Ausgerechnet die Wiederholung der verpatzten Wahl zum Abgeordnetenhaus in Berlin hat das Zeug, das politische Kräfteverhältnis in Deutschland nachhaltig zu erschüttern. Die CDU wittert Morgenluft und will vor allem die Themen Sicherheit und Migration besetzen. Für die FDP stellt sich einmal mehr die Existenzfrage. Die Ampel droht zu wackeln.
Laut den vorläufigen Ergebnissen kommt die CDU auf 28,2 Prozent und wird damit mit Abstand stärkste Kraft. Die SPD folgt mit 18,4 Prozent, genauso wie die Grünen. Die Linke holt 12,2 Prozent, die AfD 9,1 Prozent. Die FDP schafft es mit 4,6 Prozent nicht ins Abgeordnetenhaus.
Im Vergleich zu 2016, vor allem aber auch zur verpatzten Wahl im September 2021 ergeben sich damit deutliche Unterschiede: Die CDU gewinnt rund 10 Prozentpunkte hinzu, die SPD verliert 2 Prozentpunkte, die FDP sogar 3 Prozentpunkte. Die Linke verliert weiter an Zuspruch und kann sich nur in einzelnen Stadtbezirken als traditionell stärkste Kraft halten. Die AfD kann nach dem Verlust von 2021 wieder zulegen, bleibt aber unter dem Niveau von 2016.

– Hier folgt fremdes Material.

//! REI 25 Portal API Server
//!
//! Usage:
//!   cargo run --bin rei25_api
//!
//! Environment:
//!   PORT / REI_PORT   - Server port (default: 8080)
//!   REI_HOST          - Server host (default: 0.0.0.0)
//!   DATABASE_PATH     - SQLite file (default: rei25.db)
//!   GATEWAY_BASE_URL  - Payment proxy URL, or `sandbox` for the in-process gateway
//!   RUST_LOG          - Log filter (default: info)

use rei25_portal::api::{create_router, start_cleanup_task, AppState};
use rei25_portal::models::AppConfig;
use rei25_portal::providers::{mailer_from_config, HttpGateway, PaymentGateway, SandboxGateway};
use rei25_portal::store::Store;
use std::net::SocketAddr;
use std::sync::Arc;
use tokio::net::TcpListener;
use tracing::{info, warn};
use tracing_subscriber::EnvFilter;

#[tokio::main]
async fn main() -> eyre::Result<()> {
    // Initialize logging
    tracing_subscriber::fmt()
        .with_env_filter(EnvFilter::try_from_default_env().unwrap_or_else(|_| EnvFilter::new("info")))
        .with_target(false)
        .compact()
        .init();

    print_banner();

    let config = AppConfig::from_env();
    let store = Arc::new(Store::open(&config.database_path)?);

    let gateway: Arc<dyn PaymentGateway> = if config.gateway.base_url == "sandbox" {
        warn!("🧪 Using the sandbox gateway, no real money moves");
        Arc::new(SandboxGateway::new())
    } else {
        info!("💳 Gateway: {}", config.gateway.base_url);
        Arc::new(HttpGateway::new(&config.gateway)?)
    };
    let mailer = mailer_from_config(&config.mail)?;

    if config.auth.admin_emails.is_empty() {
        warn!("⚠️  ADMIN_EMAILS is empty, nobody can reach the admin endpoints");
    }

    let addr: SocketAddr = format!("{}:{}", config.host, config.port).parse()?;

    // Create app state
    let state = Arc::new(AppState::new(config, store, gateway, mailer));
    let state_for_shutdown = state.clone();

    // Start background cleanup task for rate limiter
    start_cleanup_task();
    info!("🧹 Background cleanup task started");

    let app = create_router(state);

    info!("🚀 REI 25 Portal API starting on http://{}", addr);
    info!("");
    info!("Endpoints:");
    info!("  POST /api/auth/request-otp       - Email a login code");
    info!("  POST /api/auth/verify-otp        - Exchange code for a session");
    info!("  POST /api/registrations          - Register for REI 25");
    info!("  POST /api/process-payment        - Start a mobile-money debit");
    info!("  GET  /api/check-payment-status   - Gateway status lookup");
    info!("  POST /api/save-payment           - Record a settled payment");
    info!("  GET  /api/admin/summary          - Admin dashboard");
    info!("  POST /api/liquidations           - Request a fund liquidation");
    info!("  GET  /health                     - Health check");
    info!("");
    info!("Press Ctrl+C for graceful shutdown");

    let listener = TcpListener::bind(addr).await?;

    let shutdown_signal = async {
        if let Err(e) = tokio::signal::ctrl_c().await {
            warn!("Failed to listen for Ctrl+C: {}", e);
            std::future::pending::<()>().await;
        }
    };

    axum::serve(
        listener,
        app.into_make_service_with_connect_info::<SocketAddr>(),
    )
    .with_graceful_shutdown(shutdown_signal)
    .await?;

    info!("");
    info!("🛑 Shutdown signal received, cleaning up...");
    let active = state_for_shutdown.tracker.active();
    if active > 0 {
        warn!("   {} payment(s) still being tracked; clients can settle them via /api/save-payment", active);
    }
    state_for_shutdown.shutdown();

    info!("👋 REI 25 Portal API shutdown complete");

    Ok(())
}

fn print_banner() {
    println!(
        r#"
    ╔══════════════════════════════════════════════╗
    ║                                              ║
    ║        R E I   2 5    P O R T A L            ║
    ║                                              ║
    ║   Registration · Mobile Money · Liquidation  ║
    ║                  API v{:<8}               ║
    ║                                              ║
    ╚══════════════════════════════════════════════╝
    "#,
        env!("CARGO_PKG_VERSION")
    );
}
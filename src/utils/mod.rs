//! Utils Module - Helper Functions & Shared Utilities
//!
//! TTL cache, constants and phone/email rules, and the PDF writer.

pub mod cache;
pub mod constants;
pub mod pdf;

#[cfg(test)]
pub(crate) mod log_capture;

pub use cache::*;
pub use constants::*;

CDU-Spitzenkandidat Wegner sprach von einem „phänomenalen“ Wahlerfolg und unterstrich den Anspruch auf eine Regierungsbildung. Man habe dazu von den Wählerinnen und Wählern den klaren Auftrag bekommen, und werde in den nächsten Tagen daher Sondierungsgespräche führen.

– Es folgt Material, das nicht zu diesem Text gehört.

//! Admin and Liquidation Handlers

use axum::{
    extract::{
        rejection::{JsonRejection, PathRejection},
        Extension, Json, Path, Query, State,
    },
    http::header::{CONTENT_DISPOSITION, CONTENT_TYPE},
    response::{IntoResponse, Response},
};
use chrono::Utc;
use std::sync::Arc;
use std::time::Instant;
use tracing::info;

use super::handlers::{body, id_param, ok, ApiResult, AppState};
use super::types::*;
use crate::core::{reports, AdminSummary, LiquidationForm, Session};
use crate::models::{
    AppError, AppResult, LiquidationRequest, Payment, PaymentStatus, Registration,
    RegistrationRecord,
};

// ============================================
// Dashboard
// ============================================

pub async fn admin_summary(State(state): State<Arc<AppState>>) -> ApiResult<AdminSummary> {
    let start = Instant::now();
    Ok(ok(reports::summarize(&state.store)?, start))
}

fn status_filter(filter: RegistrationFilter) -> AppResult<Option<PaymentStatus>> {
    match filter.payment_status.as_deref().map(str::trim) {
        None | Some("") | Some("all") => Ok(None),
        Some(raw) => raw.parse::<PaymentStatus>().map(Some).map_err(|_| {
            AppError::validation(
                "payment_status must be one of: pending, partially_paid, fully_paid, all",
            )
        }),
    }
}

pub async fn admin_registrations(
    State(state): State<Arc<AppState>>,
    Query(filter): Query<RegistrationFilter>,
) -> ApiResult<Vec<RegistrationRecord>> {
    let start = Instant::now();
    let records = state.store.registration_records(status_filter(filter)?)?;
    Ok(ok(records, start))
}

pub async fn cancel_registration(
    State(state): State<Arc<AppState>>,
    Extension(session): Extension<Session>,
    path: Result<Path<i64>, PathRejection>,
) -> ApiResult<Registration> {
    let start = Instant::now();
    let registration = state.store.cancel_registration(id_param(path)?)?;
    info!(registration_id = registration.id, admin = %session.email, "🗑️ Registration cancelled");
    Ok(ok(registration, start))
}

pub async fn admin_payments(State(state): State<Arc<AppState>>) -> ApiResult<Vec<Payment>> {
    let start = Instant::now();
    Ok(ok(state.store.payments()?, start))
}

// ============================================
// Exports
// ============================================

fn attachment(content_type: &'static str, filename: &str, bytes: Vec<u8>) -> Response {
    (
        [
            (CONTENT_TYPE, content_type.to_string()),
            (
                CONTENT_DISPOSITION,
                format!("attachment; filename=\"{}\"", filename),
            ),
        ],
        bytes,
    )
        .into_response()
}

fn export_name(extension: &str) -> String {
    format!("rei25-registrations-{}.{}", Utc::now().format("%Y%m%d"), extension)
}

pub async fn export_csv(
    State(state): State<Arc<AppState>>,
    Query(filter): Query<RegistrationFilter>,
) -> AppResult<Response> {
    let records = state.store.registration_records(status_filter(filter)?)?;
    let csv = reports::registrations_csv(&records)?;
    info!(rows = records.len(), "📄 CSV export");
    Ok(attachment("text/csv; charset=utf-8", &export_name("csv"), csv))
}

pub async fn export_pdf(
    State(state): State<Arc<AppState>>,
    Query(filter): Query<RegistrationFilter>,
) -> AppResult<Response> {
    let records = state.store.registration_records(status_filter(filter)?)?;
    let pdf = reports::registrations_pdf(&records, Utc::now());
    info!(rows = records.len(), bytes = pdf.len(), "📄 PDF export");
    Ok(attachment("application/pdf", &export_name("pdf"), pdf))
}

// ============================================
// Liquidations
// ============================================

pub async fn create_liquidation(
    State(state): State<Arc<AppState>>,
    Extension(session): Extension<Session>,
    payload: Result<Json<LiquidationForm>, JsonRejection>,
) -> ApiResult<LiquidationRequest> {
    let start = Instant::now();
    let form = body(payload)?;
    Ok(ok(state.liquidations.create(&session, &form).await?, start))
}

pub async fn list_liquidations(
    State(state): State<Arc<AppState>>,
    Extension(session): Extension<Session>,
) -> ApiResult<Vec<LiquidationRequest>> {
    let start = Instant::now();
    Ok(ok(state.liquidations.list(&session)?, start))
}

pub async fn get_liquidation(
    State(state): State<Arc<AppState>>,
    Extension(session): Extension<Session>,
    path: Result<Path<i64>, PathRejection>,
) -> ApiResult<LiquidationRequest> {
    let start = Instant::now();
    Ok(ok(state.liquidations.get(id_param(path)?, &session)?, start))
}

fn review_note(payload: Option<Json<ReviewBody>>) -> Option<String> {
    payload.and_then(|Json(review)| review.note)
}

pub async fn approve_liquidation(
    State(state): State<Arc<AppState>>,
    Extension(session): Extension<Session>,
    path: Result<Path<i64>, PathRejection>,
    payload: Option<Json<ReviewBody>>,
) -> ApiResult<LiquidationRequest> {
    let start = Instant::now();
    let note = review_note(payload);
    let updated = state
        .liquidations
        .approve(id_param(path)?, &session, note.as_deref())
        .await?;
    Ok(ok(updated, start))
}

pub async fn reject_liquidation(
    State(state): State<Arc<AppState>>,
    Extension(session): Extension<Session>,
    path: Result<Path<i64>, PathRejection>,
    payload: Option<Json<ReviewBody>>,
) -> ApiResult<LiquidationRequest> {
    let start = Instant::now();
    let note = review_note(payload);
    let updated = state
        .liquidations
        .reject(id_param(path)?, &session, note.as_deref())
        .await?;
    Ok(ok(updated, start))
}

pub async fn process_liquidation(
    State(state): State<Arc<AppState>>,
    Extension(session): Extension<Session>,
    path: Result<Path<i64>, PathRejection>,
    payload: Option<Json<ReviewBody>>,
) -> ApiResult<LiquidationRequest> {
    let start = Instant::now();
    let note = review_note(payload);
    let updated = state
        .liquidations
        .process(id_param(path)?, &session, note.as_deref())
        .await?;
    Ok(ok(updated, start))
}
// Copyright 2019 Guillaume Becquin
// Licensed under the Apache License, Version 2.0 (the "License");
// you may not use this file except in compliance with the License.
// You may obtain a copy of the License at
//     http://www.apache.org/licenses/LICENSE-2.0
// Unless required by applicable law or agreed to in writing, software
// distributed under the License is distributed on an "AS IS" BASIS,
// WITHOUT WARRANTIES OR CONDITIONS OF ANY KIND, either express or implied.
// See the License for the specific language governing permissions and
// limitations under the License.

use crate::error::DatasetError;
use rayon::prelude::*;

/// # Base Dataset trait
/// Indexed access to samples, the contract expected by data loaders and batching utilities.
pub trait Dataset {
    /// Sample type returned by `get`
    type Item;

    /// Number of samples in the dataset
    fn len(&self) -> usize;

    fn is_empty(&self) -> bool {
        self.len() == 0
    }

    /// Returns the sample at the given index.
    ///
    /// # Parameters
    /// - index (`usize`): sample index, in `[0, len)`
    ///
    /// # Returns
    /// - `Result<Self::Item, DatasetError>`, `IndexOutOfRange` for an index outside the dataset
    fn get(&self, index: usize) -> Result<Self::Item, DatasetError>;

    /// Validates an index against the dataset length
    fn check_index(&self, index: usize) -> Result<(), DatasetError> {
        if index < self.len() {
            Ok(())
        } else {
            Err(DatasetError::IndexOutOfRange(format!(
                "index {} for a dataset of length {}",
                index,
                self.len()
            )))
        }
    }

    /// Returns the samples at the given indices, in order, one at a time
    fn get_list(&self, indices: &[usize]) -> Result<Vec<Self::Item>, DatasetError> {
        indices.iter().map(|index| self.get(*index)).collect()
    }
}

/// # Multithreaded dataset access
/// Datasets that can be read from several threads at once. For transcript datasets this requires the
/// text transform to be `Sync`.
pub trait MultiThreadedDataset
where
    Self: Dataset + Sync,
    Self::Item: Send,
{
    /// Returns the samples at the given indices (with multithreading), in the requested order.
    /// Fails with the first error encountered.
    ///
    /// # Parameters
    /// - indices (`&[usize]`): sample indices
    ///
    /// # Returns
    /// - `Result<Vec<Self::Item>, DatasetError>` with one sample per index
    ///
    /// # Example
    ///
    /// ```no_run
    /// use psych_transcripts::dataset::{MultiThreadedDataset, PsychologicalDataset};
    /// use psych_transcripts::text::WhitespaceTransform;
    ///
    /// let dataset =
    ///     PsychologicalDataset::new("path/to/manifest.csv", "path/to/transcripts", 25, WhitespaceTransform)
    ///         .unwrap();
    /// let batch = dataset.get_batch(&[0, 1, 2, 3]).unwrap();
    /// ```
    fn get_batch(&self, indices: &[usize]) -> Result<Vec<Self::Item>, DatasetError> {
        indices.par_iter().map(|index| self.get(*index)).collect()
    }
}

Die CDU sieht einen politischen „Stimmungswechsel“, der auch auf die Vorkommnisse in der Silvesternacht zurückzuführen ist. Damals waren in Berlin auch Sicherheits- und Rettungskräfte attackiert worden. Schnell hatte CDU-Chef Friedrich Merz das Thema nach dem Jahreswechsel besetzt, von „kleinen Paschas“ aus arabischen Familien gesprochen. Der Erfolg der Berliner CDU dürfte ihm und seiner Partei erst einmal Auftrieb geben – auch für die anstehenden Landtagswahlen in Bremen und Hessen; in Bayern muss CSU-Chef Markus Söder ran.
Freilich kann Merz den Erfolg in Berlin 1:1 übernehmen, denn er muss aufpassen, dass er seine Wähler nicht mit allzu derben Position verprellt. Als Hardliner für das Thema Sicherheit bringt sich innerhalb der CDU jetzt Ex-Bundesgesundheitsminister Jens Spahn (CDU) in Spiel: Im ARD-Talk „Anne Will“ verteidigte er nicht nur die umstrittene Aussage seiner Parteichefs, sondern sprach – zum Entsetzen einiger Gäste – von „kulturell vermittelter toxischer Männlichkeit“.
Während sich die Union nach der Berlin-Wahl einem neuen Konservatismus hingibt, kämpft die FDP verzweifelter als je zuvor um ihr politisches Überleben. Seit dem Start der Ampelkoalition im Herbst 2021 sind die Liberalen in Saarland und Niedersachsen und jetzt Berlin am Einzug ins Landesparlament gescheitert. In NRW und Schleswig-Holstein gab es dramatische Verluste.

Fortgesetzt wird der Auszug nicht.